*** Opening DATASET ***
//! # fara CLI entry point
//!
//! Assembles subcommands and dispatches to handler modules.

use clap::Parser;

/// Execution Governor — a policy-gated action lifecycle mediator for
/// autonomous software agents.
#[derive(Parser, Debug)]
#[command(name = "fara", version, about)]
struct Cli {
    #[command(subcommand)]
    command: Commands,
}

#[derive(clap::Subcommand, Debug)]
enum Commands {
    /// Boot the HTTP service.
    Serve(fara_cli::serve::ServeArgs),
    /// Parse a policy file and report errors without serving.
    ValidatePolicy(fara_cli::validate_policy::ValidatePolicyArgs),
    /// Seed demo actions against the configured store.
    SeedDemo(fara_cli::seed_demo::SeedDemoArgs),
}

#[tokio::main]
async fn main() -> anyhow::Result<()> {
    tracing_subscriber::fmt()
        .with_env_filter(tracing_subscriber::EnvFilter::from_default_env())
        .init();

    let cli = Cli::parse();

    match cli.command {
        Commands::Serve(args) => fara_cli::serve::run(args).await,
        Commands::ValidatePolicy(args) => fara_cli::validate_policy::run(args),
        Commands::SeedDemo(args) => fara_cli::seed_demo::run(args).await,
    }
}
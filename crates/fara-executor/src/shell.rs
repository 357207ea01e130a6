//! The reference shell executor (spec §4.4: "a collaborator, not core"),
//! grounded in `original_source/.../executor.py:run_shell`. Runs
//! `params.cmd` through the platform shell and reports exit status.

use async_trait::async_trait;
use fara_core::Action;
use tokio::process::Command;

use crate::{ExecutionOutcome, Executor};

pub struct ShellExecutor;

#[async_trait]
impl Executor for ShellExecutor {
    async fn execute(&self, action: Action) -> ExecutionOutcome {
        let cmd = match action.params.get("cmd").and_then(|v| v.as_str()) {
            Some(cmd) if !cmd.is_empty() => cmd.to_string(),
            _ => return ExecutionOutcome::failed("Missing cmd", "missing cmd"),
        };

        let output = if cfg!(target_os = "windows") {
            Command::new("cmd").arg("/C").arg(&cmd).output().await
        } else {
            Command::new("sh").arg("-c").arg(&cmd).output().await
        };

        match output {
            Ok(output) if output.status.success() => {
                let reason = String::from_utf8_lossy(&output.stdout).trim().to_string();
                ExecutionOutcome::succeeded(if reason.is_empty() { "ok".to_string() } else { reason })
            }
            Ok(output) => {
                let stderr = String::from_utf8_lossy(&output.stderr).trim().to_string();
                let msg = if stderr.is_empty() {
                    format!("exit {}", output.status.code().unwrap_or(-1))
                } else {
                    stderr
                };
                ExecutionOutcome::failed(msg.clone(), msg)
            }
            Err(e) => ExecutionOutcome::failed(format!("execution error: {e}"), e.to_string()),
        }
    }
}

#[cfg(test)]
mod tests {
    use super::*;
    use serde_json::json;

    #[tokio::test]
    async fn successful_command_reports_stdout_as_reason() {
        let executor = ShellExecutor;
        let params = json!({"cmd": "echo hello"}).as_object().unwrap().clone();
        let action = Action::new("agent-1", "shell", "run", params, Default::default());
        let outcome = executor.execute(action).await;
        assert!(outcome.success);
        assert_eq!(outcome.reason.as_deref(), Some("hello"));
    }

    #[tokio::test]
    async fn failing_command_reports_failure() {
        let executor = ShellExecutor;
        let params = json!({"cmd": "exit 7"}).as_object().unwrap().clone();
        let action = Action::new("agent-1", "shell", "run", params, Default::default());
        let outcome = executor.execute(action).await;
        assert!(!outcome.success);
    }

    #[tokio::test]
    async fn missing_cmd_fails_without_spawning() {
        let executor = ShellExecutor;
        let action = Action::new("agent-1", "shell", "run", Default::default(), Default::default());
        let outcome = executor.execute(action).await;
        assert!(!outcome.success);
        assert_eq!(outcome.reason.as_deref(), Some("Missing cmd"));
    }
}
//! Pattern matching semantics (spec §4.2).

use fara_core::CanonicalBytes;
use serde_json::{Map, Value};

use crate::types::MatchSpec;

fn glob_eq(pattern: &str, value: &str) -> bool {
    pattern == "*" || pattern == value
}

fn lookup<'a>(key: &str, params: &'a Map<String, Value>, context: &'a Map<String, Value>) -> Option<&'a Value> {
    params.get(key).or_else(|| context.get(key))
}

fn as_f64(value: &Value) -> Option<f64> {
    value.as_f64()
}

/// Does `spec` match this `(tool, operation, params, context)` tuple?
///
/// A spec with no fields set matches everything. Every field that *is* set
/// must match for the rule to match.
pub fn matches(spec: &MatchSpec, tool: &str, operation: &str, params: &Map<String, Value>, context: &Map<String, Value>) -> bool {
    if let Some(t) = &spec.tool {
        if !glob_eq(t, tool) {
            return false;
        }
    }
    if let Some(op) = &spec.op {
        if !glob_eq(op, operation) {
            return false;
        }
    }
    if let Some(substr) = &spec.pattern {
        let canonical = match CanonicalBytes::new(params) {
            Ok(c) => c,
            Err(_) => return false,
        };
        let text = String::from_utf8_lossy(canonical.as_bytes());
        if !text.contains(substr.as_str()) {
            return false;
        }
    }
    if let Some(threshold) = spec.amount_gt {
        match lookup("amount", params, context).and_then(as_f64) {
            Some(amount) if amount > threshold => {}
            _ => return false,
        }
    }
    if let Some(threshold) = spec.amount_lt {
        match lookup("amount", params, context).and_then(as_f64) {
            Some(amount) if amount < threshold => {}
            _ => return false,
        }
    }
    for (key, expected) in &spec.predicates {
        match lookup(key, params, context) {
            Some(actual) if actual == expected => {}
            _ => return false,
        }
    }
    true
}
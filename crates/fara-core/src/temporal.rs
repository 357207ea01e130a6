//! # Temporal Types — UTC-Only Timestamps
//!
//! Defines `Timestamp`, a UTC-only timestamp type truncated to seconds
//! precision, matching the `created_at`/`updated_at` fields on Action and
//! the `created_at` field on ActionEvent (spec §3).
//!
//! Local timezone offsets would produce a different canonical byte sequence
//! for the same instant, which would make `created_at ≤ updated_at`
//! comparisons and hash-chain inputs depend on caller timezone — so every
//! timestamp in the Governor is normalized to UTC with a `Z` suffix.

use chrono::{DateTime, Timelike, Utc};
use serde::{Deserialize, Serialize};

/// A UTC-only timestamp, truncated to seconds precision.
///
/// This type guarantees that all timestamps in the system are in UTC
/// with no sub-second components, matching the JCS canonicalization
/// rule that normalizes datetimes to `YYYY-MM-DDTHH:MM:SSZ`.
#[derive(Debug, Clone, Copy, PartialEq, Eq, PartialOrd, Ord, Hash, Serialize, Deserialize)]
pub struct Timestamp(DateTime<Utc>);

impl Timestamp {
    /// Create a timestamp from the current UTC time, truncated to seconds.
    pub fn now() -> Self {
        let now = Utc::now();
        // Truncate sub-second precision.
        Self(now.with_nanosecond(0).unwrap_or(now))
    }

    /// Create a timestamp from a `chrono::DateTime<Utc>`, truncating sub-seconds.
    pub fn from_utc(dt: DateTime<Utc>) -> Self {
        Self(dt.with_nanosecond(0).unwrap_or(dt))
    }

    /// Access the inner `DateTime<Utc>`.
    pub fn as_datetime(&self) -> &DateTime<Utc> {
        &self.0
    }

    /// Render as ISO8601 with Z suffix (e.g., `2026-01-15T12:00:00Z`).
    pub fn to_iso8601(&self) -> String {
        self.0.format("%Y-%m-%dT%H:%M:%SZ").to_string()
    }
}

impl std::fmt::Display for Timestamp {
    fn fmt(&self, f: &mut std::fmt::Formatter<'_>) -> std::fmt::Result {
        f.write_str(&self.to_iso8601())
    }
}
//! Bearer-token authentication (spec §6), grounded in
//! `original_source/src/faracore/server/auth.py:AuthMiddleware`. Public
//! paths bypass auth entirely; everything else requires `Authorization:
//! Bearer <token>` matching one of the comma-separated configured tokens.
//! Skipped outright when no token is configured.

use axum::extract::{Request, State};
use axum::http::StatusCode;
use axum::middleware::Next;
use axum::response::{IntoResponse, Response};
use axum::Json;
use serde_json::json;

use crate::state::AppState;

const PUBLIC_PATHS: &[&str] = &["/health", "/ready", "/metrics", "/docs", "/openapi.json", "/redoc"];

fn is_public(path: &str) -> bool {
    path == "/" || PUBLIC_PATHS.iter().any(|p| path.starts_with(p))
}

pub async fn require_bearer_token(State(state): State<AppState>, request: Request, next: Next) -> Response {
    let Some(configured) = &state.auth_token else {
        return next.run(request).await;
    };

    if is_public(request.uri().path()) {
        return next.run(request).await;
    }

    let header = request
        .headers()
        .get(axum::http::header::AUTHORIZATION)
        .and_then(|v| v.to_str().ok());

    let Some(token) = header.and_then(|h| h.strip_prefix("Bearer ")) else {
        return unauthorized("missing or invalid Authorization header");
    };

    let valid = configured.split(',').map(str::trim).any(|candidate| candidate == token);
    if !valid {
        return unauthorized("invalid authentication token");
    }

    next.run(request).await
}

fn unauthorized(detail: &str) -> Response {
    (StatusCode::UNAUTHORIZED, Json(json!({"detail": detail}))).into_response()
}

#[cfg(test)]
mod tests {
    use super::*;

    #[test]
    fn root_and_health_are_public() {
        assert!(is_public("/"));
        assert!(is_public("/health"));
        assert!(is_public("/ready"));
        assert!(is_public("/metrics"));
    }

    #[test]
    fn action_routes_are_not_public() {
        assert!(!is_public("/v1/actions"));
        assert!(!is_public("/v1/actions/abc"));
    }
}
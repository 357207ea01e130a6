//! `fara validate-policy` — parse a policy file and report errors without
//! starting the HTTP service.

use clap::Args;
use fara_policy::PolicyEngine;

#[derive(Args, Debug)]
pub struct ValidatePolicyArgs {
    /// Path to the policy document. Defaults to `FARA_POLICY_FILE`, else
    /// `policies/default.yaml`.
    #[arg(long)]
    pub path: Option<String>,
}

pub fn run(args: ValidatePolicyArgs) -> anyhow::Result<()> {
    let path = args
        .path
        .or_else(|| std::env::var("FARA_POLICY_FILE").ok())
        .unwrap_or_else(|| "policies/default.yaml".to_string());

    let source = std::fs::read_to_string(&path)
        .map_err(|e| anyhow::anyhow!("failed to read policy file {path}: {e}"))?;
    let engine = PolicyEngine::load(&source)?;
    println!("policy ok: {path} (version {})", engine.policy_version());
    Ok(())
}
*** Closing DATASET ***
* _ASSIGNMENT_: Pull every line with the word "everything" from the data.

* _YOUR RESPONSE_:
/// A spec with no fields set matches everything. Every field that *is* set
//! paths bypass auth entirely; everything else requires `Authorization:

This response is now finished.